Hammer throw is characterized by a complex spatial and temporal structure, with the aim of achieving maximum speed of movement through periods of swinging and transition to rotational movement, moving linearly through the centre of the throwing circle. This further complicates changes in the spatial orientation of the plane by defining the path of movement of the hammer in each turn 20. The prevailing opinion is that the acceleration of the hammer is achieved in the phase of double-support contact (traction force of the hammer directed down and forward, builds the stability of the thrower, achieves a higher speed), and not single-support (traction force of the hammer is very strong and the thrower opposes from the position of the hammer). Both phases are of very short duration that decrease as one goes from the first to the fourth turn, which is confirmed by the results of this study, where the average turn duration of male finalists (0.62 to 0.50s) and female (0.60-0.48s). The duration of the turn has a negative correlation with the distance in all finalists, which is in line with the research of 26, especially in the first and third turns in men. Also, during the turns, the distance between the feet decreases and the speed increases, from the initial 16 m/s to close to 28 m/s at the moment of ejection, which is confirmed by the results of this research (Table 2).

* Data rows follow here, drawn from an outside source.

//! Lamport k-entry node scenarios on the in-memory network.

mod common;

use std::time::Duration;

use common::{cluster, drive_all, drive_with_patience, enters, init_tracing, mesh, settle};
use dlock_core::{Algorithm, GroupId, LamportKEntryNode, Message, NodeId};

#[tokio::test(start_paused = true)]
async fn same_group_shares_the_section() {
    let _guard = init_tracing();
    let (_network, nodes) = cluster(3, mesh(3), LamportKEntryNode::new);
    let east = GroupId::new("east");

    nodes[0].request_entry(east.clone()).await;
    settle(&nodes).await;
    assert!(enters(&*nodes[0]).await);
    nodes[0].enter_section().await;

    nodes[1].request_entry(east).await;
    settle(&nodes).await;
    assert_eq!(nodes[0].deferred_replies().await, 0);
    assert!(enters(&*nodes[1]).await);
    nodes[1].enter_section().await;

    assert!(nodes[0].in_section().await);
    assert!(nodes[1].in_section().await);
}

#[tokio::test(start_paused = true)]
async fn other_group_waits_for_exit() {
    let _guard = init_tracing();
    let (_network, nodes) = cluster(3, mesh(3), LamportKEntryNode::new);

    nodes[0].request_entry(GroupId::new("east")).await;
    settle(&nodes).await;
    assert!(enters(&*nodes[0]).await);
    nodes[0].enter_section().await;

    nodes[1].request_entry(GroupId::new("west")).await;
    settle(&nodes).await;
    assert_eq!(nodes[0].deferred_replies().await, 1);
    assert!(!enters(&*nodes[1]).await);

    nodes[0].leave_section().await;
    assert_eq!(nodes[0].active_group().await, None);
    settle(&nodes).await;

    assert!(enters(&*nodes[1]).await);
    assert_eq!(nodes[1].active_group().await, Some(GroupId::new("west")));
}

#[tokio::test(start_paused = true)]
async fn waiting_node_defers_newer_request_of_other_group() {
    let _guard = init_tracing();
    let (_network, nodes) = cluster(4, mesh(4), LamportKEntryNode::new);
    let (a, b, c) = (&nodes[0], &nodes[1], &nodes[2]);

    b.request_entry(GroupId::new("west")).await;
    settle(&nodes).await;
    assert!(enters(&**b).await);
    b.enter_section().await;

    a.request_entry(GroupId::new("east")).await;
    settle(&nodes).await;
    assert_eq!(b.deferred_replies().await, 1);
    assert!(!enters(&**a).await);

    // c learns of a much later event that a has not seen
    let late = Message::release(NodeId(3), 100).encode().unwrap();
    c.on_message(&late).await;
    assert!(c.clock().await > a.clock().await);

    // a still waits for east, so the newer west request is held back
    c.request_entry(GroupId::new("west")).await;
    settle(&nodes).await;
    assert_eq!(a.deferred_replies().await, 1);
    assert!(!enters(&**c).await);

    b.leave_section().await;
    settle(&nodes).await;
    assert!(enters(&**a).await);
    a.enter_section().await;
    assert!(!enters(&**c).await);

    a.leave_section().await;
    settle(&nodes).await;
    assert!(enters(&**c).await);
}

#[tokio::test(start_paused = true)]
async fn one_group_cluster_completes() {
    let _guard = init_tracing();
    let (_network, nodes) = cluster(4, mesh(4), LamportKEntryNode::new);

    let occupancy = drive_all(&nodes, 2, |_| Some(GroupId::new("east"))).await;
    assert_eq!(occupancy.entries(), 8);
    for node in &nodes {
        assert!(!node.in_section().await);
        assert_eq!(node.active_group().await, None);
    }
}

#[tokio::test(start_paused = true)]
async fn groups_never_share_the_section() {
    let _guard = init_tracing();
    let (_network, nodes) = cluster(6, mesh(6), LamportKEntryNode::new);

    // crossing requests of two groups wait on each other forever; staggered
    // patience lets them back out one at a time
    let (occupancy, gave_up) = drive_with_patience(
        &nodes,
        3,
        |id| GroupId::new(if id.0 % 2 == 0 { "east" } else { "west" }),
        |id| Duration::from_millis(500 + 137 * u64::from(id.0)),
    )
    .await;

    assert_eq!(occupancy.conflicts(), 0);
    assert!(gave_up < nodes.len());
    assert!(occupancy.entries() >= 3);
}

The results of studies by 22, 24, 41, 43 believe that the hammer can be accelerated in the single support period by transmitting the angular momentum, which is contrary to the results 44, 45, 46, and that the speed of the hammer head is the most important factor contributing to the throwing distance. Structurally, during hammer throw, the thrower rotates with the hammer three, four or five times alternately between the double-support and single-support, with the left foot always in contact with the ground and the right foot spending a good portion of the time deviating from the ground. The actual turning time depends on the thrower's technique, as well as the order of a particular turn. The forces with which the feet press the ground allow the thrower to successfully transfer the optimal amount of kinetic force to the hammer. Therefore, some right-foot throwers perform a "kicking" action, as that foot comes in contact with the ground to complete the turn, while others bring the foot into contact with the ground in a "softer" or neutral manner during the foot action phase. Precisely because of such movements in the sample of finalists there is a fluctuation of speed through turns (Table 2), where female finalists have a slightly higher average speed in the first turn (Turn 1=4.20m/s) than men (Turn 1=4.16). The second, third and fourth turns are dominated by male finalists (Turn 2 =2.50m/s; Turn 3=1.88; Turn 4=3.38m/s). From a technical point of view, it is important that when entering the first turn, the shoulders and hips are parallel. With the exit from the turn and the transition to the single-support phase, the hips move faster, they overtake the device, in order to achieve another double-support period as quickly as possible. At the moment of the double-support phase, the first turn ends, generating a large torque 22, when the thrower achieves the best anatomical-biomechanical parameters for the most efficient and favourable entry into the turn with synchronized concentric-eccentric muscle contractions. Therefore, the hammer must enter the second turn at a higher speed than the entry into the first, and the entry and exit in the next three turns is performed according to the same principle. This theory was confirmed in our study where from a starting speed of about 16m/s, the release of velocity increased by 11m/s, successively at a slightly lower speed than in the first turn (Table 1), which is consistent with the study 2, 13.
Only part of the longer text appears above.